Her last text to me was this:

“So many fight against God’s ways, but they are forgetting that not only does God know things we do not know about what reaches the heart of men, but that He will also do things on our behalf because we are trusting Him. When we fight against His ways, we don’t have his aide or blessings.” Every single day, women fight me on God’s will for their lives. They don’t like God’s ways. They much prefer to go their own ways but they are missing out on God’s blessings for their lives.

For as the heavens are higher than the earth, so are my ways higher than your ways, and my thoughts than your thoughts.
Isaiah 55:9

8 thoughts on “Being Jesus to Her Husband

  1. Patience and grace and forgiveness are hard to come by now in this world of all about me and instant gratification! I think many divorces happen because both sides are too impatient and won’t wait or work through a rough patch in their marriage. She’s too nagging? Divorce! He’s not her “dream man”? Divorce! Or, one person wants a fling and cheats because they feel their spouse of 20 years is worn out and wants a “spark” from their younger days. Sad so many view others as disposable or broken and throw them out rather than work to mend a broken marriage 🙁 I guess this is just one consequence of our culture of instant gratification, and where you can just replace anything for the latest “upgrade”…

  2. Oh so precious to read this! What encouragement to hear of such faithfulness to the Lord and her husband. May I serve the Lord with my whole heart. …Beauty for Ashes Isaiah 61.3

  3. What a great blessing she is to her husband. This is so much better than trying to be the Holy spirit to her husband. I have had thirty eight years of that treatment and it hasn’t endeared me to my wife.

    Great post, Lori.

  4. Lori, do you have advice for women who are battling this addiction?
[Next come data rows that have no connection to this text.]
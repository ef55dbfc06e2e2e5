// Copyright 2026 Oxide Computer Company

//! Git operations needed to resolve and read git links.

use crate::{
    CommandOutput, Executor, ProcessExecutor, ReadObjectError, ResolveError,
    RunError, VcsError,
};
use git_link::{AccessPoint, ContentHash};

const HEADS_PREFIX: &str = "refs/heads/";

/// The git subcommands used for git links, run through an [`Executor`].
///
/// Every invocation is `git --no-pager --git-dir=<git_dir> <subcommand>...`.
/// `git_dir` is the repository metadata directory as seen from the access
/// point, so it is a plain string rather than a local path.
#[derive(Clone, Debug)]
pub struct Vcs<E = ProcessExecutor> {
    executor: E,
}

impl<E: Executor> Vcs<E> {
    /// Creates a new `Vcs` running commands through `executor`.
    pub fn new(executor: E) -> Self {
        Vcs { executor }
    }

    /// Returns the executor.
    pub fn executor(&self) -> &E {
        &self.executor
    }

    /// Resolves `object` to its canonical content hash.
    ///
    /// Runs `git rev-parse --verify <object>`. The hash is git's output with
    /// exactly one trailing line terminator removed.
    pub fn resolve(
        &self,
        access_point: &AccessPoint,
        git_dir: &str,
        object: &str,
    ) -> Result<ContentHash, ResolveError> {
        let output = self.executor.run(
            access_point,
            &git_args(git_dir, &["rev-parse", "--verify"], object),
        )?;
        if !output.is_success() {
            return Err(
                vcs_error(access_point, "rev-parse", object, &output).into()
            );
        }

        let stdout = String::from_utf8_lossy(output.stdout());
        Ok(ContentHash::new(strip_line_terminator(&stdout)))
    }

    /// Reads the content of `object`.
    ///
    /// Runs `git show <object>` and returns its standard output verbatim.
    pub fn read_object(
        &self,
        access_point: &AccessPoint,
        git_dir: &str,
        object: &str,
    ) -> Result<Vec<u8>, ReadObjectError> {
        let output = self
            .executor
            .run(access_point, &git_args(git_dir, &["show"], object))?;
        if output.is_success() {
            Ok(output.into_stdout())
        } else {
            Err(vcs_error(access_point, "show", object, &output).into())
        }
    }

    /// Returns the short name of the branch `HEAD` points to.
    ///
    /// Runs `git symbolic-ref -q HEAD`. Returns `None` if `HEAD` is detached
    /// (or is otherwise not a symbolic ref).
    pub fn current_branch(
        &self,
        access_point: &AccessPoint,
        git_dir: &str,
    ) -> Result<Option<String>, RunError> {
        let output = self.executor.run(
            access_point,
            &git_args(git_dir, &["symbolic-ref", "-q"], "HEAD"),
        )?;
        if !output.is_success() {
            return Ok(None);
        }

        let stdout = String::from_utf8_lossy(output.stdout());
        let full = strip_line_terminator(&stdout);
        let branch = full.strip_prefix(HEADS_PREFIX).unwrap_or(full);
        Ok(Some(branch.to_owned()))
    }
}

fn git_args(git_dir: &str, subcommand: &[&str], object: &str) -> Vec<String> {
    let mut args =
        vec!["--no-pager".to_owned(), format!("--git-dir={git_dir}")];
    args.extend(subcommand.iter().map(|s| (*s).to_owned()));
    args.push(object.to_owned());
    args
}

fn vcs_error(
    access_point: &AccessPoint,
    subcommand: &'static str,
    object: &str,
    output: &CommandOutput,
) -> VcsError {
    VcsError {
        access_point: access_point.clone(),
        subcommand,
        object: object.to_owned(),
        exit_status: output.exit_status().to_owned(),
        output: output.captured_text(),
    }
}

/// Removes one trailing `\n` or `\r\n`, and nothing else.
fn strip_line_terminator(s: &str) -> &str {
    s.strip_suffix("\r\n").or_else(|| s.strip_suffix('\n')).unwrap_or(s)
}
I was as a teenager, but ever since I was married and able to have sex with my husband, I have been freed (thank the Lord!). Many women ask me to counsel them but my experience doesn’t help since the addiction was over once I was married.

  5. I really miss JoyfilledWife. She is such a godly influence. I appreciate how she stayed faithful to the Lord and her husband through all this. I appreciate Apostle Paul’s words for married couples.

    It’s true we miss out on God’s blessings when we don’t obey His Word. If we are struggling to obey, then ask God for help! He is there for us.

  6. Really needed this today! Thank you. While I am not dealing with my husband having a porn addiction, I am dealing with wanting to fix things myself and not let God take care of it. And the sad thing is, I know the more I try to fix it, the worse I make it, yet still I try. Legitimate question, sometimes I struggle with knowing when I’ve done something to cause this (being rebellious or letting the busy in life take away from my calling to be a wife) and knowing the times I need to step back and not try to fix it.

  7. Kate, what you just described [getting married and thereby having sanctified sex] is God’s plan for overcoming the temptation to sexual immorality.

    1 Corinthians 7:2 But because of the temptation to sexual immorality, each man should have his own wife and each woman her own husband. 3 The husband should give to his wife her conjugal rights, and likewise the wife to her husband. 4 For the wife does not have authority over her own body, but the husband does. Likewise the husband does not have authority over his own body, but the wife does. 5 Do not deprive one another, except perhaps by agreement for a limited time, that you may devote yourselves to prayer; but then come together again, so that Satan may not tempt you because of your lack of self-control.

    Psalm 101:2b-3a I will walk within my house with a perfect heart. I will set no wicked thing before mine eyes.